Dylan Thomas helped create the taste which relished Watkins. Another friend was instrumental in creating the taste which set him aside. Philip Larkin was deeply affected by a visit Watkins made to Oxford in 1943, in which he introduced the literary society to the late poetry of Yeats. Between them, Yeats and Watkins dominate Larkin’s first volume, The North Ship. Nevertheless, while he and Watkins would remain on good terms, Larkin awoke from Yeatsian slumber one day in 1946, opened his eyes and read Thomas Hardy with a reaction that was ‘undramatic, complete and permanent’. It is a defining moment in the mythology of Larkin, and of the Movement, and of Thomas Hardy and British poetry. The change was not as complete as Larkin’s account suggests: there are traces of Yeats in a number of later poems; one has to dig a little deeper for traces of Watkins, but they are there. Reading Watkins’s early poem ‘The Collier’, which depicts a pastoral scene of egg-stealing succeeded by an evocation of work as burial, and which transforms a pit disaster into a golden vision, makes the unreal qualities in Larkin’s ‘The Explosion’ more explicable than any reference to Hardy or Lawrence. Nevertheless, a change did take place. Significantly, it was not so much Yeats that Larkin rejected as Watkins’s strange, rarefied, timeless Yeats: a Yeats undoubtedly musical but with his eyes closed not just to the modern world and the everyday, but also to sex, politics and most forms of human interaction. The choice was not so difficult. When Larkin spoke of his awakening in the introduction to the 1966 edition of The North Ship, he included an afterthought that would somewhat complicate the myth which he was helping to create: ‘Many years later, Vernon Watkins surprised me by saying that Dylan Thomas had admired Hardy above all poets of this century. “He thought Yeats was the greatest by miles,” he said. “But Hardy was his favourite.”’

Like Thomas, Watkins died in the United States, but his passing – a heart attack on a Seattle tennis court in 1967 – was the more salubrious. In due course Faber issued a volume of tributes. Friends and fans, including Larkin, Michael Hamburger and Kathleen Raine, wrote well and sometimes movingly of a poet who had inspired them by exhortation and example. With Dylan Thomas dead, it was left to George Barker, that other bad boy-genius of New Romanticism, to add a dash of tastelessness to the proceedings:

How she must have horrified you there
at the far side of the tennis net
the coldblooded female who killed you
with her first glance.

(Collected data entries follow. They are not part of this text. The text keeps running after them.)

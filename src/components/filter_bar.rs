//! Filter Bar Component
//!
//! Type and status selects filter the list as soon as they change. The text
//! query is only applied by "Применить". "Найти" applies it too and asks the
//! server for a fresh list with the current input values.

use leptos::logging::{error, log};
use leptos::prelude::*;
use leptos::task::spawn_local;

use crate::commands::{self, SEARCH_MESSAGES};
use crate::context::{use_app_context, AppContext};
use crate::dispatch::UiEvent;
use crate::filter::{type_options, FilterCriteria};
use crate::models::STATUSES;
use crate::store::{store_begin_refresh, store_dispatch, use_admin_store, AdminStateStoreFields, AdminStore};

/// Replace the list with the server's answer for `criteria`
pub fn refresh_list(ctx: AppContext, store: AdminStore, criteria: FilterCriteria) {
    let generation = store_begin_refresh(&store);
    let config = ctx.config();
    spawn_local(async move {
        match commands::search_zayavki(&config, &criteria).await {
            Ok(zayavki) => {
                log!("[ADMIN] refresh #{} returned {} requests", generation, zayavki.len());
                let query = criteria.query;
                store_dispatch(&store, UiEvent::ListReplaced { generation, query, zayavki });
            }
            Err(e) => {
                error!("[ADMIN] refresh #{} failed: {}", generation, e);
                ctx.notify(e.user_message(&SEARCH_MESSAGES));
            }
        }
    });
}

#[component]
pub fn FilterBar() -> impl IntoView {
    let ctx = use_app_context();
    let store = use_admin_store();
    let (query_draft, set_query_draft) = signal(String::new());

    // the selected type stays listed even if no loaded request has it
    let types = Memo::new(move |_| {
        store
            .known_types()
            .with(|known| store.filter().with(|f| type_options(known, [f.zayavka_type()])))
    });

    let on_type_change = move |ev: web_sys::Event| {
        store_dispatch(&store, UiEvent::TypeChanged(event_target_value(&ev)));
    };
    let on_status_change = move |ev: web_sys::Event| {
        store_dispatch(&store, UiEvent::StatusChanged(event_target_value(&ev)));
    };
    let apply_query = move |_| {
        store_dispatch(&store, UiEvent::QueryApplied(query_draft.get_untracked()));
    };

    let refresh = move |_| {
        let query = query_draft.get_untracked();
        store_dispatch(&store, UiEvent::QueryApplied(query.clone()));
        let criteria = store.filter().with_untracked(|f| FilterCriteria {
            zayavka_type: f.zayavka_type().to_string(),
            status: f.status().to_string(),
            query,
        });
        refresh_list(ctx, store, criteria);
    };

    view! {
        <div class="filters">
            <select
                id="filter-type"
                prop:value=move || store.filter().with(|f| f.zayavka_type().to_string())
                on:change=on_type_change
            >
                <option value="">"Все типы"</option>
                <For
                    each=move || types.get()
                    key=|t| t.clone()
                    children=move |t| {
                        let label = t.clone();
                        view! { <option value=t>{label}</option> }
                    }
                />
            </select>

            <select
                id="filter-status"
                prop:value=move || store.filter().with(|f| f.status().to_string())
                on:change=on_status_change
            >
                <option value="">"Все статусы"</option>
                {STATUSES.iter().map(|(value, label)| view! {
                    <option value=*value>{*label}</option>
                }).collect_view()}
            </select>

            <input
                type="text"
                id="filter-query"
                placeholder="Описание, логин или ФИО"
                prop:value=move || query_draft.get()
                on:input=move |ev| set_query_draft.set(event_target_value(&ev))
            />
            <button type="button" id="apply-filters" class="btn styled-btn" on:click=apply_query>
                "Применить"
            </button>
            <button type="button" id="filter-submit" class="btn styled-btn" on:click=refresh>
                "Найти"
            </button>
            {move || store.filter().with(|f| {
                let applied = f.applied_query().trim().to_string();
                (!applied.is_empty()).then(|| view! {
                    <span class="applied-query">"Поиск: «" {applied} "»"</span>
                })
            })}
        </div>
    }
}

What on earth, Watkins,
ever persuaded you to play with her?

I don’t imagine his family were too delighted by Barker’s question:

How … will you poetrify
the sickening gobbets of meat that stick to the bone
and the grass snake kissing the lip?

Barker’s poem is almost inexcusable. Yet in some ways it is the most fitting elegy Watkins received. It combines morbidity, vulgarity, humour and a modern kind of mythmaking and declares its business in a flexible, distinctive voice. Everything that was shut outside the house in ‘Ballad of the Mari Lwyd’, flirted with in the collection of the same title, but gradually refined from Watkins’s later work has returned to haunt him. The death of Vernon Watkins has become an ‘event’, ‘a destructive creation’, full of Thomas’s ‘inevitable pulling’ and vulgarity. Barker’s merciless poem reminds us not simply of the loss of a rhapsodic, unworldly poet to the tennis court and the soil, but of the many qualities lost to air and angels long before.